Detailed Description

In order to further describe the technical means and effects adopted by the invention to achieve the preset aim, the following detailed description is given below of the social network-based topic intelligent recommendation method according to the invention, which is provided by combining the accompanying drawings and the preferred embodiment, and the detailed description of the specific implementation, the structure, the characteristics and the effects thereof is given below. In the following description, different "one embodiment" or "another embodiment" means that the embodiments are not necessarily the same. Furthermore, the particular features, structures, or characteristics of one or more embodiments may be combined in any suitable manner.

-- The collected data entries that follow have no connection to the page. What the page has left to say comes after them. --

//! Ports consumed by the coordination core.
//!
//! The case store, the multiple store and the durable update queue are external
//! collaborators. Each is reached through a narrow trait returning a boxed
//! future, so coordinators hold them as `Arc<dyn Trait>` and tests swap in the
//! in-memory adapters.

use futures::future::BoxFuture;
use serde::{Deserialize, Serialize};
use thiserror::Error;
use uuid::Uuid;

use crate::domain::{
    CaseReference, ChangeSet, MultipleCase, MultipleReference, SingleCase, UpdateJob,
};

// =============================================================================
// Case Scope
// =============================================================================

/// Case types and jurisdiction every store call is made against.
#[derive(Debug, Clone, PartialEq, Eq, Serialize, Deserialize)]
pub struct CaseScope {
    /// Case type of single cases.
    pub single_case_type_id: String,
    /// Case type of multiples.
    pub multiple_case_type_id: String,
    /// Jurisdiction passed to `retrieve`.
    pub jurisdiction: String,
}

impl Default for CaseScope {
    fn default() -> Self {
        Self {
            single_case_type_id: "ET_EnglandWales".to_string(),
            multiple_case_type_id: "ET_EnglandWales_Multiple".to_string(),
            jurisdiction: "EMPLOYMENT".to_string(),
        }
    }
}

// =============================================================================
// Case Store
// =============================================================================

/// Errors returned by the case store.
#[derive(Debug, Clone, PartialEq, Eq, Error)]
pub enum CaseStoreError {
    /// The request did not reach the store or the store failed to answer.
    #[error("transport error: {0}")]
    Transport(String),

    /// The request timed out.
    #[error("timed out after {0}ms")]
    Timeout(u64),

    /// The case does not exist.
    #[error("case {0} not found")]
    NotFound(String),

    /// The store rejected the write.
    #[error("write rejected: {0}")]
    Conflict(String),

    /// The store returned something that could not be decoded.
    #[error("serialization error: {0}")]
    Serialization(String),
}

impl CaseStoreError {
    /// Returns `true` for failures that a retry may resolve.
    #[must_use]
    pub const fn is_retryable(&self) -> bool {
        matches!(self, Self::Transport(_) | Self::Timeout(_))
    }
}

/// Filter passed to [`CaseStoreClient::search`].
#[derive(Debug, Clone, PartialEq, Eq, Serialize, Deserialize)]
#[serde(tag = "by", rename_all = "snake_case")]
pub enum SearchCriteria {
    /// Cases with any of the given references.
    References {
        /// References to look up.
        case_references: Vec<CaseReference>,
    },
    /// Cases whose multiple reference is the given one.
    Multiple {
        /// The multiple to list.
        multiple_reference: MultipleReference,
    },
}

impl SearchCriteria {
    /// Search for the given references.
    #[must_use]
    pub fn by_references(case_references: &[CaseReference]) -> Self {
        Self::References {
            case_references: case_references.to_vec(),
        }
    }

    /// Search for the members of a multiple.
    #[must_use]
    pub const fn by_multiple(multiple_reference: MultipleReference) -> Self {
        Self::Multiple { multiple_reference }
    }

    /// Returns `true` if `case` satisfies the criteria.
    #[must_use]
    pub fn matches(&self, case: &SingleCase) -> bool {
        match self {
            Self::References { case_references } => case_references.contains(&case.case_reference),
            Self::Multiple { multiple_reference } => {
                case.multiple_reference.as_ref() == Some(multiple_reference)
            }
        }
    }
}

/// Read and write access to single cases.
pub trait CaseStoreClient: Send + Sync {
    /// Retrieves one case.
    fn retrieve(
        &self,
        case_type_id: &str,
        jurisdiction: &str,
        case_reference: &CaseReference,
    ) -> BoxFuture<'static, Result<SingleCase, CaseStoreError>>;

    /// Returns every case of `case_type_id` satisfying `criteria`.
    fn search(
        &self,
        case_type_id: &str,
        criteria: &SearchCriteria,
    ) -> BoxFuture<'static, Result<Vec<SingleCase>, CaseStoreError>>;

    /// Applies `change_set` to one case and returns the stored result.
    fn submit_update(
        &self,
        case_type_id: &str,
        case_reference: &CaseReference,
        change_set: &ChangeSet,
    ) -> BoxFuture<'static, Result<SingleCase, CaseStoreError>>;
}

// =============================================================================
// Multiple Store
// =============================================================================

/// Errors returned by the multiple store.
#[derive(Debug, Clone, PartialEq, Eq, Error)]
pub enum MultipleStoreError {
    /// The stored version differs from the one the round read.
    #[error("multiple {reference} was modified concurrently: expected version {expected:?}, found {actual:?}")]
    ConcurrentModification {
        /// The multiple being committed.
        reference: String,
        /// Version the round read (`None` for a new record).
        expected: Option<u64>,
        /// Version currently stored (`None` if absent).
        actual: Option<u64>,
    },

    /// The record has no reference to commit under.
    #[error("multiple has no reference")]
    MissingReference,

    /// The request did not reach the store or the store failed to answer.
    #[error("transport error: {0}")]
    Transport(String),

    /// The store returned something that could not be decoded.
    #[error("serialization error: {0}")]
    Serialization(String),
}

/// Persistence of the grouping record, with compare-and-swap commits.
pub trait MultipleStore: Send + Sync {
    /// Loads a multiple, stamped with its current version.
    fn load(
        &self,
        case_type_id: &str,
        reference: &MultipleReference,
    ) -> BoxFuture<'static, Result<Option<MultipleCase>, MultipleStoreError>>;

    /// Allocates a fresh, unused multiple reference.
    fn allocate_reference(
        &self,
        case_type_id: &str,
    ) -> BoxFuture<'static, Result<MultipleReference, MultipleStoreError>>;

    /// Persists `multiple` if the stored version equals `expected_version`.
    ///
    /// `None` creates a new record and fails if one exists. Returns the
    /// record stamped with its new version.
    fn commit(
        &self,
        case_type_id: &str,
        multiple: &MultipleCase,
        expected_version: Option<u64>,
    ) -> BoxFuture<'static, Result<MultipleCase, MultipleStoreError>>;
}

// =============================================================================
// Durable Update Queue
// =============================================================================

/// Errors returned when enqueuing a job.
#[derive(Debug, Clone, PartialEq, Eq, Error)]
pub enum QueueError {
    /// The broker refused the message.
    #[error("broker rejected job: {0}")]
    Rejected(String),

    /// The broker could not be reached.
    #[error("transport error: {0}")]
    Transport(String),

    /// The job could not be encoded.
    #[error("serialization error: {0}")]
    Serialization(String),
}

/// Broker acknowledgement of an enqueued job.
#[derive(Debug, Clone, PartialEq, Eq, Serialize, Deserialize)]
pub struct QueueAck {
    /// The acknowledged job.
    pub job_id: Uuid,
    /// Broker-assigned message id.
    pub message_id: String,
}

/// At-least-once transport for update jobs.
pub trait DurableUpdateQueue: Send + Sync {
    /// Enqueues `job`, resolving once the broker has acknowledged it.
    fn enqueue(&self, job: UpdateJob) -> BoxFuture<'static, Result<QueueAck, QueueError>>;
}

#[cfg(test)]
mod tests {
    use super::*;
    use rstest::rstest;

    fn reference(value: &str) -> CaseReference {
        CaseReference::new(value).unwrap()
    }

    #[rstest]
    #[case(CaseStoreError::Transport("reset".to_string()), true)]
    #[case(CaseStoreError::Timeout(5000), true)]
    #[case(CaseStoreError::NotFound("A".to_string()), false)]
    #[case(CaseStoreError::Conflict("locked".to_string()), false)]
    #[case(CaseStoreError::Serialization("bad json".to_string()), false)]
    fn retryable_errors(#[case] error: CaseStoreError, #[case] expected: bool) {
        assert_eq!(error.is_retryable(), expected);
    }

    #[rstest]
    fn search_by_references_matches_listed_cases() {
        let criteria = SearchCriteria::by_references(&[reference("A"), reference("B")]);
        assert!(criteria.matches(&SingleCase::new(reference("A"))));
        assert!(!criteria.matches(&SingleCase::new(reference("C"))));
    }

    #[rstest]
    fn search_by_multiple_matches_members() {
        let multiple = MultipleReference::new("6000001").unwrap();
        let criteria = SearchCriteria::by_multiple(multiple.clone());

        assert!(criteria.matches(&SingleCase::new(reference("A")).in_multiple(multiple)));
        assert!(!criteria.matches(&SingleCase::new(reference("B"))));
    }

    #[rstest]
    fn search_criteria_serializes_with_tag() {
        let criteria = SearchCriteria::by_references(&[reference("A")]);
        let json = serde_json::to_value(&criteria).unwrap();
        assert_eq!(json["by"], "references");
        assert_eq!(json["case_references"][0], "A");
    }

    #[rstest]
    fn default_scope_is_england_wales() {
        let scope = CaseScope::default();
        assert_eq!(scope.single_case_type_id, "ET_EnglandWales");
        assert_eq!(scope.multiple_case_type_id, "ET_EnglandWales_Multiple");
        assert_eq!(scope.jurisdiction, "EMPLOYMENT");
    }
}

Unless defined otherwise, all technical and scientific terms used herein have the same meaning as commonly understood by one of ordinary skill in the art to which this invention belongs.

The following specifically describes a specific scheme of the topic intelligent recommendation method based on the social network, provided by the invention, with reference to the accompanying drawings.

The invention provides a social network-based topic intelligent recommendation method, and in particular provides a social network-based topic intelligent recommendation method, referring to fig. 1, comprising the following steps:

step S001, collecting text content data sets of topics frequently focused by users in the social network, and preprocessing data.

Relevant data of the user on the social network is obtained. Using the APIs of the social media platform, content such as posts, comments, and tweets posted by users on the social network can be collected. Where an API refers to a set of methods for interacting between two different software applications, methods well known to those skilled in the art are not described in detail herein. According to the embodiment, the text content of the topic of interest of the user for one month is collected from three social media platforms, namely, a learning platform, a microblog platform and a tiger platform, and the user is authorized to obtain the data.

And preprocessing the acquired topic text content data. The extracted topic data content may contain noise such as special symbols, expressions, HTML tags, etc. And for special symbols and expression noise, performing text marking and part-of-speech restoring operation to clear text content data by adopting an NLTK natural language processing library in Python. And for the HTML tag, analyzing the HTML by adopting a Beautiful Soup library in Python to obtain the text content in full Chinese. The text marking and part-of-speech restoring operations are known in the art and will not be described in detail herein.

After text content data of the topic full Chinese is obtained, word segmentation processing is required to be carried out on each sentence in the text content data. In the embodiment, the BERT word segmentation model is adopted to perform word segmentation processing, and all sentences in the text content data are split into words. The BERT word segmentation model is input as single sentences in text content data, and output is word sequence after word segmentation, and each word is separated by space. And converting each word in all sentences in the text content data into a semantic vector by using the BERT word segmentation model as a word vector, namely, representing each word in all sentences in the text content data by using one word vector. The BERT word segmentation model is a model known to those skilled in the art, and will not be described herein.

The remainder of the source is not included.